▸ About this task
State how many lines below hold the word "unit". Give that number and no other text.

==== Data for this exercise ====

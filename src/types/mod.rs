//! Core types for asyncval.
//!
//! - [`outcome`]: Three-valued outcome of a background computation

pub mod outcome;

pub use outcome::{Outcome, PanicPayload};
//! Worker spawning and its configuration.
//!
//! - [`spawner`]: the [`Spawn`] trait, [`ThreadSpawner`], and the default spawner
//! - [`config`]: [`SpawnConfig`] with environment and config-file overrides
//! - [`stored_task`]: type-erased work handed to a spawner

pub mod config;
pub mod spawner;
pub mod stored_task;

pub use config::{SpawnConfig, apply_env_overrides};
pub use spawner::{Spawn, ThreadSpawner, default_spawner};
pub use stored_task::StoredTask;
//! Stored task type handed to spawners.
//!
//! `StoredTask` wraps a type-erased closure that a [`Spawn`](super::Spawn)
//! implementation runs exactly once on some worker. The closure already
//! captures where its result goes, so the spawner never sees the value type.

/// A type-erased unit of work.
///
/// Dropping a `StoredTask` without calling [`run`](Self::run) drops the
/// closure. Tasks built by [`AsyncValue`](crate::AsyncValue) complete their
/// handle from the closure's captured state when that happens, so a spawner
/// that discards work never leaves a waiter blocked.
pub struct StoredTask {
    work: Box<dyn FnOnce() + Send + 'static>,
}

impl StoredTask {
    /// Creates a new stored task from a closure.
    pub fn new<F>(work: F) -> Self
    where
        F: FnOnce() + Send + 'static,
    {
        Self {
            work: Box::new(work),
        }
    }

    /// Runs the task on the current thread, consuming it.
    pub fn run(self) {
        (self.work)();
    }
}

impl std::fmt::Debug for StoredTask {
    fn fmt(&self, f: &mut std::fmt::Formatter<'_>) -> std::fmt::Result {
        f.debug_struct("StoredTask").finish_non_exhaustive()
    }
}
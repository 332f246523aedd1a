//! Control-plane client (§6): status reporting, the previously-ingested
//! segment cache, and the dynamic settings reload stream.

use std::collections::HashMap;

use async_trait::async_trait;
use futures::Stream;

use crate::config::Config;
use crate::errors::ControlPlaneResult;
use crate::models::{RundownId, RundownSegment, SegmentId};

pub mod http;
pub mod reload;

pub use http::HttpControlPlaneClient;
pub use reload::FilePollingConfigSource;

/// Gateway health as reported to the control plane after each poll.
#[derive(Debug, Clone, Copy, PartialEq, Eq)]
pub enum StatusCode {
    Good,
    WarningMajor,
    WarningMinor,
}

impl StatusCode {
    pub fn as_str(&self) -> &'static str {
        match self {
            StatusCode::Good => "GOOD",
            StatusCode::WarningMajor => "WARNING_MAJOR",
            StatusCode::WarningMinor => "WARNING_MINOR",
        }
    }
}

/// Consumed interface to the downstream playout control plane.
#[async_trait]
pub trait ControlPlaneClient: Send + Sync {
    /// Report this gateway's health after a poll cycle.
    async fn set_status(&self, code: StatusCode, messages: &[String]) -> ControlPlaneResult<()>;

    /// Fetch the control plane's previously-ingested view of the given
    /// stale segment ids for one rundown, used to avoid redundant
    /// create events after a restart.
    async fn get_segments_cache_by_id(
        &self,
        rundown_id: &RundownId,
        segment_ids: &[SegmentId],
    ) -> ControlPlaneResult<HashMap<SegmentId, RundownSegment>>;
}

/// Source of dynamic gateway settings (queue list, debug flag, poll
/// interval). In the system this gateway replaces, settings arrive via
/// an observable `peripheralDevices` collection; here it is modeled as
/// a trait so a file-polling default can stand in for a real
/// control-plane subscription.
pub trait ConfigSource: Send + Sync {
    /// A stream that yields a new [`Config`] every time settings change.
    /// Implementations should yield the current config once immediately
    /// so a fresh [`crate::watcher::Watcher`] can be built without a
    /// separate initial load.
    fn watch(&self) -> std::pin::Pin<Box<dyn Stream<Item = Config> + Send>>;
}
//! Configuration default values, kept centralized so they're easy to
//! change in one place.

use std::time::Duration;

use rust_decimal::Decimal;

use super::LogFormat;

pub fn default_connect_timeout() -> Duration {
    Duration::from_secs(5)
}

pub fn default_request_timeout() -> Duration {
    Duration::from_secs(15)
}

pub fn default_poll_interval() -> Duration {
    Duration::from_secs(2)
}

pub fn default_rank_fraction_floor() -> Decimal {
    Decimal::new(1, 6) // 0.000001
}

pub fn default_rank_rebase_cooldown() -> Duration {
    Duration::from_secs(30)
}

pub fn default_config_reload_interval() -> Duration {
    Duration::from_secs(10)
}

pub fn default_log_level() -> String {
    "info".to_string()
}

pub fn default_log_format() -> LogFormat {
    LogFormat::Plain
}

====
==== Data for this exercise ====

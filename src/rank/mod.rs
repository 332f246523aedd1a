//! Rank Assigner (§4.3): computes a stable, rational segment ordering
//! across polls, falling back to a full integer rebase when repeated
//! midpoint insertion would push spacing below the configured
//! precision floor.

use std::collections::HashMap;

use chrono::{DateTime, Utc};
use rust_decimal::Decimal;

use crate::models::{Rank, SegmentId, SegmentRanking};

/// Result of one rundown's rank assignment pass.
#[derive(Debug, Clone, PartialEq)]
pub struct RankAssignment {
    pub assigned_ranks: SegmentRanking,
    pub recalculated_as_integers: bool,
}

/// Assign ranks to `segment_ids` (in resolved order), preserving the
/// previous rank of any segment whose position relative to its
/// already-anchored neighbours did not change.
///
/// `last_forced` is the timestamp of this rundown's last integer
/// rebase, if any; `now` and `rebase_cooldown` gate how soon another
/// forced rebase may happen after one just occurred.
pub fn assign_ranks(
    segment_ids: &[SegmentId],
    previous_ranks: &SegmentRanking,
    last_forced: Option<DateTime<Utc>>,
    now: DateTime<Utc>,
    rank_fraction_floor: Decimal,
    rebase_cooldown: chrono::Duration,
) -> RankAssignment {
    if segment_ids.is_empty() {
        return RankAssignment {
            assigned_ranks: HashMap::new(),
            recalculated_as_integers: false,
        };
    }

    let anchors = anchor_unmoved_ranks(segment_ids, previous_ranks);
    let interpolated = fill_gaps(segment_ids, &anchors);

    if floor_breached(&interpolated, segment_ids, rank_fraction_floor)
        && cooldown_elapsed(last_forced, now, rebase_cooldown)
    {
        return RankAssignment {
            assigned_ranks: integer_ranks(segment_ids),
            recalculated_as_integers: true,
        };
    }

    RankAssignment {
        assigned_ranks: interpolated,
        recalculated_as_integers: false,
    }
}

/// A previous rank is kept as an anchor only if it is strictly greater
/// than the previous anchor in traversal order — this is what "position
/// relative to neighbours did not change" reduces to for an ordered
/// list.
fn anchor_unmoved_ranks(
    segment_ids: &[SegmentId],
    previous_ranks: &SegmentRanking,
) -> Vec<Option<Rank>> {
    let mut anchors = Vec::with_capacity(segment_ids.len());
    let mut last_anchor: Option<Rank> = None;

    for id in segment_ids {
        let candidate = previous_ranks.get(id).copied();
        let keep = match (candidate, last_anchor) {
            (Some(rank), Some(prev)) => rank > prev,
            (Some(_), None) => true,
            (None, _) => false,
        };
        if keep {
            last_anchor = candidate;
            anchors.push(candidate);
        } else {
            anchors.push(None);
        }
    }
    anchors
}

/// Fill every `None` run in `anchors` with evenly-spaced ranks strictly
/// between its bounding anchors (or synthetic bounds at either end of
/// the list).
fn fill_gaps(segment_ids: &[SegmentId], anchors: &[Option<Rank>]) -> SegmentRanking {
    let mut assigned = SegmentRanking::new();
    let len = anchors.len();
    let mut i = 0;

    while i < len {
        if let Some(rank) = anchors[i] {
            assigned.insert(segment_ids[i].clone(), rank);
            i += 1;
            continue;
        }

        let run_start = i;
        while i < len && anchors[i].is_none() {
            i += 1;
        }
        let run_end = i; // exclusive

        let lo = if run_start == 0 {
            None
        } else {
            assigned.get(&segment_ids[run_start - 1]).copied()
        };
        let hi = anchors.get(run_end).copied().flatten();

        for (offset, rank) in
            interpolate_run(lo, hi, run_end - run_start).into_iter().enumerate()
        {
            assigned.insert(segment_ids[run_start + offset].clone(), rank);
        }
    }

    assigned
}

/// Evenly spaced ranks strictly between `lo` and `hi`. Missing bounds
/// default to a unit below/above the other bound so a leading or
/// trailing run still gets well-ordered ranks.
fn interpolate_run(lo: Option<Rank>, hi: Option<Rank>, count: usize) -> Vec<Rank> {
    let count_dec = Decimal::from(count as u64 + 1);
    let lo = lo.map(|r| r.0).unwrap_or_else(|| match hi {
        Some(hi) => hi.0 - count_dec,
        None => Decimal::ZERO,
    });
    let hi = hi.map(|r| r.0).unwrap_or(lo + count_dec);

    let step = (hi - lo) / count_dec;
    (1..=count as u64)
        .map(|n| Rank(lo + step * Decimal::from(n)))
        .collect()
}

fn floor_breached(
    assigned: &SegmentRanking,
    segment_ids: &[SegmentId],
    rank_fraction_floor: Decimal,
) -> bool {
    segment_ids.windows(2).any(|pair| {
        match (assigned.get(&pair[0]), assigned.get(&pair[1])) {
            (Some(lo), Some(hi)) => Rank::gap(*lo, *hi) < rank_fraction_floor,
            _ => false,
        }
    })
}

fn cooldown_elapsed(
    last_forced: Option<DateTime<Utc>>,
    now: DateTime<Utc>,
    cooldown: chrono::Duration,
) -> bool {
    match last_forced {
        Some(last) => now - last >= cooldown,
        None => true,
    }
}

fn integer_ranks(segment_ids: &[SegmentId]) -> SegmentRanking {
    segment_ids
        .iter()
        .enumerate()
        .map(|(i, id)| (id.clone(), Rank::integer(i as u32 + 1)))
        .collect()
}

====

▸ Answer to this exercise
2